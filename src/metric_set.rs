use crate::derive::Metric;
use crate::types::{MetricKind, TagKey};

/// Insertion-ordered metrics of one construction pass.
#[derive(Debug, Clone, Default, PartialEq)]
pub struct MetricSet {
    metrics: Vec<Metric>,
}

impl MetricSet {
    pub fn new() -> Self {
        Self::default()
    }

    pub fn append(&mut self, metric: Metric) {
        self.metrics.push(metric);
    }

    pub fn len(&self) -> usize {
        self.metrics.len()
    }

    pub fn is_empty(&self) -> bool {
        self.metrics.is_empty()
    }

    pub fn iter(&self) -> std::slice::Iter<'_, Metric> {
        self.metrics.iter()
    }

    pub fn of_kind(&self, kind: MetricKind) -> impl Iterator<Item = &Metric> + '_ {
        self.metrics.iter().filter(move |m| m.kind() == kind)
    }

    pub fn count(&self, kind: MetricKind) -> usize {
        self.of_kind(kind).count()
    }

    /// First metric of `kind` with a tag whose `key=value` form contains
    /// `tag_fragment`. An empty fragment matches any metric of that kind,
    /// including untagged ones.
    ///
    /// Matching is by substring, so `"province=Wien"` also finds a tag
    /// `province=Wiener Neustadt` if that comes first.
    pub fn find_metric(&self, kind: MetricKind, tag_fragment: &str) -> Option<&Metric> {
        self.of_kind(kind).find(|metric| {
            tag_fragment.is_empty()
                || metric
                    .tags()
                    .iter()
                    .any(|(key, value)| format!("{}={}", key, value).contains(tag_fragment))
        })
    }

    /// First metric of `kind` whose `key` tag equals `value` exactly.
    pub fn find_tagged(&self, kind: MetricKind, key: TagKey, value: &str) -> Option<&Metric> {
        self.of_kind(kind).find(|metric| metric.tag(key) == Some(value))
    }
}

impl Extend<Metric> for MetricSet {
    fn extend<T: IntoIterator<Item = Metric>>(&mut self, iter: T) {
        self.metrics.extend(iter);
    }
}

impl FromIterator<Metric> for MetricSet {
    fn from_iter<T: IntoIterator<Item = Metric>>(iter: T) -> Self {
        Self {
            metrics: iter.into_iter().collect(),
        }
    }
}

impl IntoIterator for MetricSet {
    type Item = Metric;
    type IntoIter = std::vec::IntoIter<Metric>;

    fn into_iter(self) -> Self::IntoIter {
        self.metrics.into_iter()
    }
}

impl<'a> IntoIterator for &'a MetricSet {
    type Item = &'a Metric;
    type IntoIter = std::slice::Iter<'a, Metric>;

    fn into_iter(self) -> Self::IntoIter {
        self.metrics.iter()
    }
}
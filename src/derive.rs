//! Turns raw observations into emittable metrics.
//!
//! [`Metric`] can only be built from this module, so every metric that
//! leaves the crate went through the rate and tag rules below.

use crate::types::{Breakdown, LocationMetadata, Measure, MetricKind, RawStat, Scope, TagKey, Total};
use std::collections::BTreeMap;
use tracing::debug;

pub type Tags = BTreeMap<TagKey, String>;

const PER_100K: f64 = 100_000.0;

#[derive(Debug, Clone, PartialEq)]
pub struct Metric {
    kind: MetricKind,
    tags: Tags,
    value: f64,
}

impl Metric {
    pub fn kind(&self) -> MetricKind {
        self.kind
    }

    pub fn name(&self) -> &'static str {
        self.kind.name()
    }

    pub fn tags(&self) -> &Tags {
        &self.tags
    }

    pub fn tag(&self, key: TagKey) -> Option<&str> {
        self.tags.get(&key).map(String::as_str)
    }

    pub fn value(&self) -> f64 {
        self.value
    }

    /// Value of the tag that identifies where this metric was observed.
    pub fn location(&self) -> Option<&str> {
        self.kind.location_key().and_then(|key| self.tag(key))
    }
}

/// Fixed six fractional digits, the precision of the reference data.
pub fn format_coordinate(value: f64) -> String {
    format!("{:.6}", value)
}

/// Tag set for a per-location observation: the scope's location key, the
/// stat's group dimensions and, when metadata resolved, the coordinates.
pub fn location_tags(scope: Scope, stat: &RawStat, metadata: Option<&LocationMetadata>) -> Tags {
    let location_key = scope.location_key();
    let mut tags: Tags = Tags::new();
    for (key, value) in &stat.dimensions {
        if *key == location_key {
            debug!(
                "Dropping dimension {}={} of '{}', the location takes that key",
                key, value, stat.location
            );
            continue;
        }
        tags.insert(*key, value.clone());
    }
    tags.insert(location_key, stat.location.trim().to_string());
    if let Some(data) = metadata {
        tags.insert(TagKey::Latitude, format_coordinate(data.latitude));
        tags.insert(TagKey::Longitude, format_coordinate(data.longitude));
    }
    tags
}

/// All metrics a single per-location observation yields.
///
/// Never fails: missing deaths or an unresolved location only shrinks the
/// output. The fatality rate additionally requires a known population and
/// at least one infection.
pub fn derive_location(
    scope: Scope,
    stat: &RawStat,
    metadata: Option<&LocationMetadata>,
) -> Vec<Metric> {
    let tags = location_tags(scope, stat, metadata);
    let population = metadata.map_or(0, |data| data.population);
    let scoped = |measure: Measure, value: f64| Metric {
        kind: MetricKind::Scoped(scope, measure),
        tags: tags.clone(),
        value,
    };

    let mut metrics = Vec::with_capacity(5);
    if stat.deaths > 0 {
        metrics.push(scoped(Measure::Death, stat.deaths as f64));
        if population > 0 && stat.infected > 0 {
            metrics.push(scoped(
                Measure::FatalityRate,
                stat.deaths as f64 / stat.infected as f64,
            ));
        }
    }

    metrics.push(scoped(Measure::Infected, stat.infected as f64));

    if population > 0 {
        let rate = stat.infected as f64 / population as f64;
        metrics.push(scoped(Measure::InfectionRate, rate));
        metrics.push(scoped(
            Measure::InfectedPer100k,
            stat.infected as f64 / population as f64 * PER_100K,
        ));
    }

    metrics
}

pub fn derive_breakdown(kind: Breakdown, country: &str, bucket: &str, count: u64) -> Metric {
    let mut tags = Tags::new();
    tags.insert(TagKey::Country, country.to_string());
    tags.insert(kind.bucket_key(), bucket.to_string());
    Metric {
        kind: MetricKind::Breakdown(kind),
        tags,
        value: count as f64,
    }
}

pub fn derive_total(kind: Total, value: u64) -> Metric {
    Metric {
        kind: MetricKind::Total(kind),
        tags: Tags::new(),
        value: value as f64,
    }
}
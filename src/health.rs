use crate::metric_set::MetricSet;
use crate::types::MetricKind;
use serde::Deserialize;
use std::fmt;

/// Location + country + latitude + longitude.
pub const COMPLETE_TAG_COUNT: usize = 4;

fn default_tag_count() -> usize {
    COMPLETE_TAG_COUNT
}

/// One predicate of a source's health battery.
#[derive(Debug, Clone, PartialEq, Deserialize)]
#[serde(tag = "check", rename_all = "snake_case")]
pub enum HealthCheck {
    MinCount { metric: MetricKind, min: usize },
    ExactCount { metric: MetricKind, expected: usize },
    CompleteTags {
        metric: MetricKind,
        #[serde(default = "default_tag_count")]
        tags: usize,
    },
    Required { metric: MetricKind },
}

#[derive(Debug, Clone, PartialEq, Eq)]
pub struct HealthIssue {
    pub source: String,
    pub message: String,
}

impl HealthIssue {
    pub fn new(source: &str, message: impl Into<String>) -> Self {
        Self {
            source: source.to_string(),
            message: message.into(),
        }
    }
}

impl fmt::Display for HealthIssue {
    fn fmt(&self, f: &mut fmt::Formatter<'_>) -> fmt::Result {
        write!(f, "[{}] {}", self.source, self.message)
    }
}

/// Runs every check against `metrics` and returns all violations.
/// An empty result means healthy.
pub fn validate(source: &str, checks: &[HealthCheck], metrics: &MetricSet) -> Vec<HealthIssue> {
    let mut issues = Vec::new();
    for check in checks {
        run_check(source, check, metrics, &mut issues);
    }
    issues
}

fn run_check(source: &str, check: &HealthCheck, metrics: &MetricSet, issues: &mut Vec<HealthIssue>) {
    match *check {
        HealthCheck::MinCount { metric, min } => {
            let found = metrics.count(metric);
            if found < min {
                issues.push(HealthIssue::new(
                    source,
                    format!("Not enough {} results: {} (expected at least {})", metric, found, min),
                ));
            }
        }
        HealthCheck::ExactCount { metric, expected } => {
            let found = metrics.count(metric);
            if found != expected {
                issues.push(HealthIssue::new(
                    source,
                    format!("Unexpected number of {} results: {} (expected {})", metric, found, expected),
                ));
            }
        }
        HealthCheck::CompleteTags { metric, tags } => {
            for m in metrics.of_kind(metric).filter(|m| m.tags().len() != tags) {
                issues.push(HealthIssue::new(
                    source,
                    format!(
                        "Missing tags for {}: {} ({} of {})",
                        metric,
                        m.location().unwrap_or("<unknown>"),
                        m.tags().len(),
                        tags
                    ),
                ));
            }
        }
        HealthCheck::Required { metric } => {
            if metrics.find_metric(metric, "").is_none() {
                issues.push(HealthIssue::new(source, format!("Could not find {}", metric)));
            }
        }
    }
}

#[cfg(test)]
mod tests {
    use super::*;
    use crate::derive::{derive_location, derive_total};
    use crate::types::{LocationMetadata, Measure, RawStat, Scope, TagKey, Total};

    const BEZIRK_INFECTED: MetricKind = MetricKind::Scoped(Scope::Bezirk, Measure::Infected);
    const CONFIRMED: MetricKind = MetricKind::Total(Total::Confirmed);

    fn battery() -> Vec<HealthCheck> {
        vec![
            HealthCheck::MinCount { metric: BEZIRK_INFECTED, min: 2 },
            HealthCheck::ExactCount { metric: BEZIRK_INFECTED, expected: 2 },
            HealthCheck::CompleteTags { metric: BEZIRK_INFECTED, tags: COMPLETE_TAG_COUNT },
            HealthCheck::Required { metric: CONFIRMED },
        ]
    }

    fn bezirk(name: &str, resolved: bool) -> Vec<crate::derive::Metric> {
        let data = LocationMetadata {
            population: 100_000,
            latitude: 47.0,
            longitude: 15.0,
        };
        let stat = RawStat::new(name, 10, 0).with_dimension(TagKey::Country, "Austria");
        derive_location(Scope::Bezirk, &stat, resolved.then_some(&data))
    }

    fn healthy_set() -> MetricSet {
        let mut set = MetricSet::new();
        set.extend(bezirk("Graz(Stadt)", true));
        set.extend(bezirk("Villach Land", true));
        set.append(derive_total(Total::Confirmed, 500));
        set
    }

    #[test]
    fn fully_populated_set_is_healthy() {
        assert!(validate("ministry", &battery(), &healthy_set()).is_empty());
    }

    #[test]
    fn missing_total_reports_exactly_one_issue() {
        let set: MetricSet = healthy_set()
            .into_iter()
            .filter(|m| m.kind() != CONFIRMED)
            .collect();
        let issues = validate("ministry", &battery(), &set);
        assert_eq!(issues.len(), 1);
        assert!(issues[0].message.contains("cov19_confirmed"));
        assert_eq!(issues[0].to_string(), "[ministry] Could not find cov19_confirmed");
    }

    #[test]
    fn collects_every_violation() {
        let mut set = MetricSet::new();
        set.extend(bezirk("Unbekannt", false));
        let issues = validate("ministry", &battery(), &set);

        // min count, exact count, incomplete tags, missing total
        assert_eq!(issues.len(), 4);
        assert!(issues[2].message.contains("Unbekannt"));
    }

    #[test]
    fn incomplete_tags_are_reported_per_metric() {
        let mut set = healthy_set();
        set.extend(bezirk("Nirgendwo", false));
        set.extend(bezirk("Anderswo", false));
        let checks = [HealthCheck::CompleteTags { metric: BEZIRK_INFECTED, tags: 4 }];
        let issues = validate("ministry", &checks, &set);
        assert_eq!(issues.len(), 2);
        assert!(issues[0].message.contains("Nirgendwo"));
        assert!(issues[1].message.contains("Anderswo"));
    }

    #[test]
    fn checks_deserialize_from_toml() {
        #[derive(Deserialize)]
        struct Battery {
            health: Vec<HealthCheck>,
        }
        let parsed: Battery = toml::from_str(
            r#"
            [[health]]
            check = "min_count"
            metric = "cov19_world_infected"
            min = 150

            [[health]]
            check = "complete_tags"
            metric = "cov19_detail_infected"

            [[health]]
            check = "required"
            metric = "cov19_confirmed"
            "#,
        )
        .unwrap();

        assert_eq!(
            parsed.health,
            vec![
                HealthCheck::MinCount {
                    metric: MetricKind::Scoped(Scope::World, Measure::Infected),
                    min: 150
                },
                HealthCheck::CompleteTags {
                    metric: MetricKind::Scoped(Scope::Province, Measure::Infected),
                    tags: 4
                },
                HealthCheck::Required { metric: CONFIRMED },
            ]
        );
    }

    #[test]
    fn unknown_metric_name_is_rejected() {
        let result: Result<HealthCheck, _> =
            toml::from_str("check = \"required\"\nmetric = \"cov19_bogus\"\n");
        assert!(result.is_err());
    }
}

### YOUR GOAL
Only a number is wanted: how many lines of the data above contain "ExactCount"?

### EXERCISE RESPONSE
3